_Available data_
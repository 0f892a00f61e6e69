use std::time::Duration;

use sea_orm::{
    ConnectOptions, Database, DatabaseConnection, DbBackend, EntityTrait, QuerySelect, Select,
};
use sea_orm_migration::MigratorTrait;
use tracing::{debug, info};

use crate::config::AppConfig;
use crate::errors::ServiceError;

/// Type alias for a database connection pool
pub type DbPool = DatabaseConnection;

/// Configuration for database connection
#[derive(Debug, Clone)]
pub struct DbConfig {
    /// Database connection URL
    pub url: String,
    /// Maximum number of connections
    pub max_connections: u32,
    /// Minimum number of connections
    pub min_connections: u32,
    /// Connection timeout duration
    pub connect_timeout: Duration,
    /// Idle timeout duration
    pub idle_timeout: Duration,
    /// Acquire connection timeout
    pub acquire_timeout: Duration,
}

impl Default for DbConfig {
    fn default() -> Self {
        Self {
            url: String::new(),
            max_connections: 10,
            min_connections: 1,
            connect_timeout: Duration::from_secs(30),
            idle_timeout: Duration::from_secs(600),
            acquire_timeout: Duration::from_secs(8),
        }
    }
}

impl From<&AppConfig> for DbConfig {
    fn from(cfg: &AppConfig) -> Self {
        Self {
            url: cfg.database_url.clone(),
            max_connections: cfg.db_max_connections,
            min_connections: cfg.db_min_connections,
            connect_timeout: Duration::from_secs(cfg.db_connect_timeout_secs),
            idle_timeout: Duration::from_secs(cfg.db_idle_timeout_secs),
            acquire_timeout: Duration::from_secs(cfg.db_acquire_timeout_secs),
        }
    }
}

/// Establishes a connection pool to the database with custom configuration
pub async fn establish_connection_with_config(config: &DbConfig) -> Result<DbPool, ServiceError> {
    debug!("Configuring database connection with: {:?}", config);

    let mut opt = ConnectOptions::new(config.url.clone());
    opt.max_connections(config.max_connections)
        .min_connections(config.min_connections)
        .connect_timeout(config.connect_timeout)
        .acquire_timeout(config.acquire_timeout)
        .idle_timeout(config.idle_timeout)
        .sqlx_logging(true);

    let db_pool = Database::connect(opt).await?;

    info!(
        "Database connection pool established (max_connections={})",
        config.max_connections
    );

    Ok(db_pool)
}

/// Establish DB pool using AppConfig tuning
pub async fn establish_connection_from_app_config(cfg: &AppConfig) -> Result<DbPool, ServiceError> {
    let db_cfg: DbConfig = cfg.into();
    establish_connection_with_config(&db_cfg).await
}

/// Applies all pending schema migrations
pub async fn run_migrations(db: &DbPool) -> Result<(), ServiceError> {
    info!("Running database migrations");
    migrations::Migrator::up(db, None).await?;
    Ok(())
}

/// Adds `SELECT ... FOR UPDATE` to a query on backends that support it.
///
/// SQLite has no row-locking syntax and serializes writers on its own, so the
/// lock clause is applied only for Postgres/MySQL.
pub fn for_update<E: EntityTrait>(select: Select<E>, backend: DbBackend) -> Select<E> {
    match backend {
        DbBackend::Postgres | DbBackend::MySql => select.lock_exclusive(),
        _ => select,
    }
}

_What this task involves_
Please reproduce the lines from the line with "Ok(db_pool)" to the line with "only for Postgres/MySQL.", both ends included, exactly as they appear above.

_Exercise response_
    Ok(db_pool)
}

/// Establish DB pool using AppConfig tuning
pub async fn establish_connection_from_app_config(cfg: &AppConfig) -> Result<DbPool, ServiceError> {
    let db_cfg: DbConfig = cfg.into();
    establish_connection_with_config(&db_cfg).await
}

/// Applies all pending schema migrations
pub async fn run_migrations(db: &DbPool) -> Result<(), ServiceError> {
    info!("Running database migrations");
    migrations::Migrator::up(db, None).await?;
    Ok(())
}

/// Adds `SELECT ... FOR UPDATE` to a query on backends that support it.
///
/// SQLite has no row-locking syntax and serializes writers on its own, so the
/// lock clause is applied only for Postgres/MySQL.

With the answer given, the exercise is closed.